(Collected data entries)
use std::fmt;
use std::ops::Neg;

#[cfg(feature = "serde-serialize")]
use serde::{Deserialize, Serialize};

use crate::algebra::Angle;
use crate::math::{Real, Vector};

/// A 3D coordinate vector, either metric or spherical.
///
/// The representation is fixed at construction. Every component may be
/// individually absent, which models partially known positions; conversions
/// reject such vectors.
///
/// Equality is exact and compares the representation and every component.
/// Use [`CoordinateVector3::equal_with_tolerance`] for approximate comparisons.
#[derive(Clone, Copy, Debug, PartialEq)]
#[cfg_attr(feature = "serde-serialize", derive(Serialize, Deserialize))]
pub enum CoordinateVector3 {
    /// Cartesian coordinates, in meters.
    Metric {
        x: Option<Real>,
        y: Option<Real>,
        z: Option<Real>,
    },
    /// Geodetic coordinates: latitude, longitude and elevation in meters.
    Spherical {
        lat: Option<Angle>,
        lon: Option<Angle>,
        elevation: Option<Real>,
    },
}

impl CoordinateVector3 {
    /// A metric vector with all three components present.
    pub fn metric(x: Real, y: Real, z: Real) -> Self {
        CoordinateVector3::Metric {
            x: Some(x),
            y: Some(y),
            z: Some(z),
        }
    }

    /// A metric vector with the components of `v`.
    pub fn from_vector(v: &Vector) -> Self {
        Self::metric(v.x, v.y, v.z)
    }

    /// A spherical vector with all three components present.
    pub fn spherical(lat: Angle, lon: Angle, elevation: Real) -> Self {
        CoordinateVector3::Spherical {
            lat: Some(lat),
            lon: Some(lon),
            elevation: Some(elevation),
        }
    }

    #[inline]
    pub fn is_metric(&self) -> bool {
        matches!(self, CoordinateVector3::Metric { .. })
    }

    #[inline]
    pub fn is_spherical(&self) -> bool {
        matches!(self, CoordinateVector3::Spherical { .. })
    }

    /// Whether every present component is a finite number.
    ///
    /// A vector with no component at all is finite.
    pub fn is_finite(&self) -> bool {
        match *self {
            CoordinateVector3::Metric { x, y, z } => [x, y, z]
                .iter()
                .all(|c| c.map_or(true, Real::is_finite)),
            CoordinateVector3::Spherical {
                lat,
                lon,
                elevation,
            } => {
                lat.map_or(true, |a| a.is_finite())
                    && lon.map_or(true, |a| a.is_finite())
                    && elevation.map_or(true, Real::is_finite)
            }
        }
    }

    /// Whether all three components are present.
    pub fn is_complete(&self) -> bool {
        match *self {
            CoordinateVector3::Metric { x, y, z } => x.is_some() && y.is_some() && z.is_some(),
            CoordinateVector3::Spherical {
                lat,
                lon,
                elevation,
            } => lat.is_some() && lon.is_some() && elevation.is_some(),
        }
    }

    /// The X component, if this vector is metric and it is present.
    pub fn x(&self) -> Option<Real> {
        match *self {
            CoordinateVector3::Metric { x, .. } => x,
            CoordinateVector3::Spherical { .. } => None,
        }
    }

    /// The Y component, if this vector is metric and it is present.
    pub fn y(&self) -> Option<Real> {
        match *self {
            CoordinateVector3::Metric { y, .. } => y,
            CoordinateVector3::Spherical { .. } => None,
        }
    }

    /// The Z component, if this vector is metric and it is present.
    pub fn z(&self) -> Option<Real> {
        match *self {
            CoordinateVector3::Metric { z, .. } => z,
            CoordinateVector3::Spherical { .. } => None,
        }
    }

    /// The latitude, if this vector is spherical and it is present.
    pub fn lat(&self) -> Option<Angle> {
        match *self {
            CoordinateVector3::Spherical { lat, .. } => lat,
            CoordinateVector3::Metric { .. } => None,
        }
    }

    /// The longitude, if this vector is spherical and it is present.
    pub fn lon(&self) -> Option<Angle> {
        match *self {
            CoordinateVector3::Spherical { lon, .. } => lon,
            CoordinateVector3::Metric { .. } => None,
        }
    }

    /// The elevation, if this vector is spherical and it is present.
    pub fn elevation(&self) -> Option<Real> {
        match *self {
            CoordinateVector3::Spherical { elevation, .. } => elevation,
            CoordinateVector3::Metric { .. } => None,
        }
    }

    /// The metric components as a vector, if this vector is metric and complete.
    pub fn as_metric_vector(&self) -> Option<Vector> {
        match *self {
            CoordinateVector3::Metric {
                x: Some(x),
                y: Some(y),
                z: Some(z),
            } => Some(Vector::new(x, y, z)),
            _ => None,
        }
    }

    /// Compares two vectors of the same representation component-wise.
    ///
    /// Metric components and the elevation are compared up to `tolerance`,
    /// angles up to `angle_tolerance` along the shortest arc, so that `π` and
    /// `-π` are equal. Absent components only match absent components.
    pub fn equal_with_tolerance(
        &self,
        other: &CoordinateVector3,
        tolerance: Real,
        angle_tolerance: Angle,
    ) -> bool {
        fn close(a: Option<Real>, b: Option<Real>, tolerance: Real) -> bool {
            match (a, b) {
                (Some(a), Some(b)) => (a - b).abs() <= tolerance,
                (None, None) => true,
                _ => false,
            }
        }

        fn close_angle(a: Option<Angle>, b: Option<Angle>, tolerance: Angle) -> bool {
            match (a, b) {
                (Some(a), Some(b)) => a.shortest_distance(&b).abs() <= tolerance,
                (None, None) => true,
                _ => false,
            }
        }

        match (*self, *other) {
            (
                CoordinateVector3::Metric { x, y, z },
                CoordinateVector3::Metric {
                    x: ox,
                    y: oy,
                    z: oz,
                },
            ) => close(x, ox, tolerance) && close(y, oy, tolerance) && close(z, oz, tolerance),
            (
                CoordinateVector3::Spherical {
                    lat,
                    lon,
                    elevation,
                },
                CoordinateVector3::Spherical {
                    lat: olat,
                    lon: olon,
                    elevation: oelevation,
                },
            ) => {
                close_angle(lat, olat, angle_tolerance)
                    && close_angle(lon, olon, angle_tolerance)
                    && close(elevation, oelevation, tolerance)
            }
            _ => false,
        }
    }

    /// Component-wise sum.
    ///
    /// Returns `None` if the representations differ or a component is absent.
    pub fn checked_add(&self, other: &CoordinateVector3) -> Option<CoordinateVector3> {
        self.zip_with(other, |a, b| a + b, |a, b| a + b)
    }

    /// Component-wise difference.
    ///
    /// Returns `None` if the representations differ or a component is absent.
    pub fn checked_sub(&self, other: &CoordinateVector3) -> Option<CoordinateVector3> {
        self.zip_with(other, |a, b| a - b, |a, b| a - b)
    }

    fn zip_with(
        &self,
        other: &CoordinateVector3,
        f: impl Fn(Real, Real) -> Real,
        g: impl Fn(Angle, Angle) -> Angle,
    ) -> Option<CoordinateVector3> {
        match (*self, *other) {
            (
                CoordinateVector3::Metric { x, y, z },
                CoordinateVector3::Metric {
                    x: ox,
                    y: oy,
                    z: oz,
                },
            ) => Some(CoordinateVector3::metric(
                f(x?, ox?),
                f(y?, oy?),
                f(z?, oz?),
            )),
            (
                CoordinateVector3::Spherical {
                    lat,
                    lon,
                    elevation,
                },
                CoordinateVector3::Spherical {
                    lat: olat,
                    lon: olon,
                    elevation: oelevation,
                },
            ) => Some(CoordinateVector3::spherical(
                g(lat?, olat?),
                g(lon?, olon?),
                f(elevation?, oelevation?),
            )),
            _ => None,
        }
    }
}

impl Default for CoordinateVector3 {
    /// The metric zero vector.
    fn default() -> Self {
        CoordinateVector3::metric(0.0, 0.0, 0.0)
    }
}

impl From<Vector> for CoordinateVector3 {
    fn from(v: Vector) -> Self {
        CoordinateVector3::from_vector(&v)
    }
}

impl Neg for CoordinateVector3 {
    type Output = CoordinateVector3;

    fn neg(self) -> Self::Output {
        match self {
            CoordinateVector3::Metric { x, y, z } => CoordinateVector3::Metric {
                x: x.map(Neg::neg),
                y: y.map(Neg::neg),
                z: z.map(Neg::neg),
            },
            CoordinateVector3::Spherical {
                lat,
                lon,
                elevation,
            } => CoordinateVector3::Spherical {
                lat: lat.map(Neg::neg),
                lon: lon.map(Neg::neg),
                elevation: elevation.map(Neg::neg),
            },
        }
    }
}

struct Component<T>(Option<T>);

impl fmt::Display for Component<Real> {
    fn fmt(&self, f: &mut fmt::Formatter<'_>) -> fmt::Result {
        match self.0 {
            Some(v) => write!(f, "{}", v),
            None => f.write_str("_"),
        }
    }
}

impl fmt::Display for Component<Angle> {
    fn fmt(&self, f: &mut fmt::Formatter<'_>) -> fmt::Result {
        match self.0 {
            Some(a) => write!(f, "{}°", a.degree()),
            None => f.write_str("_"),
        }
    }
}

impl fmt::Display for CoordinateVector3 {
    /// Metric vectors print as `x y z`, spherical ones as `lat° lon° elevation`
    /// with angles in degrees. Absent components print as `_`.
    fn fmt(&self, f: &mut fmt::Formatter<'_>) -> fmt::Result {
        match *self {
            CoordinateVector3::Metric { x, y, z } => {
                write!(f, "{} {} {}", Component(x), Component(y), Component(z))
            }
            CoordinateVector3::Spherical {
                lat,
                lon,
                elevation,
            } => write!(
                f,
                "{} {} {}",
                Component(lat),
                Component(lon),
                Component(elevation)
            ),
        }
    }
}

Exercise brief ▸
Reproduce the entries exactly, but only from their first line to the line holding "metric vector with all three components present.", with that last line kept.

Result ▸
use std::fmt;
use std::ops::Neg;

#[cfg(feature = "serde-serialize")]
use serde::{Deserialize, Serialize};

use crate::algebra::Angle;
use crate::math::{Real, Vector};

/// A 3D coordinate vector, either metric or spherical.
///
/// The representation is fixed at construction. Every component may be
/// individually absent, which models partially known positions; conversions
/// reject such vectors.
///
/// Equality is exact and compares the representation and every component.
/// Use [`CoordinateVector3::equal_with_tolerance`] for approximate comparisons.
#[derive(Clone, Copy, Debug, PartialEq)]
#[cfg_attr(feature = "serde-serialize", derive(Serialize, Deserialize))]
pub enum CoordinateVector3 {
    /// Cartesian coordinates, in meters.
    Metric {
        x: Option<Real>,
        y: Option<Real>,
        z: Option<Real>,
    },
    /// Geodetic coordinates: latitude, longitude and elevation in meters.
    Spherical {
        lat: Option<Angle>,
        lon: Option<Angle>,
        elevation: Option<Real>,
    },
}

impl CoordinateVector3 {
    /// A metric vector with all three components present.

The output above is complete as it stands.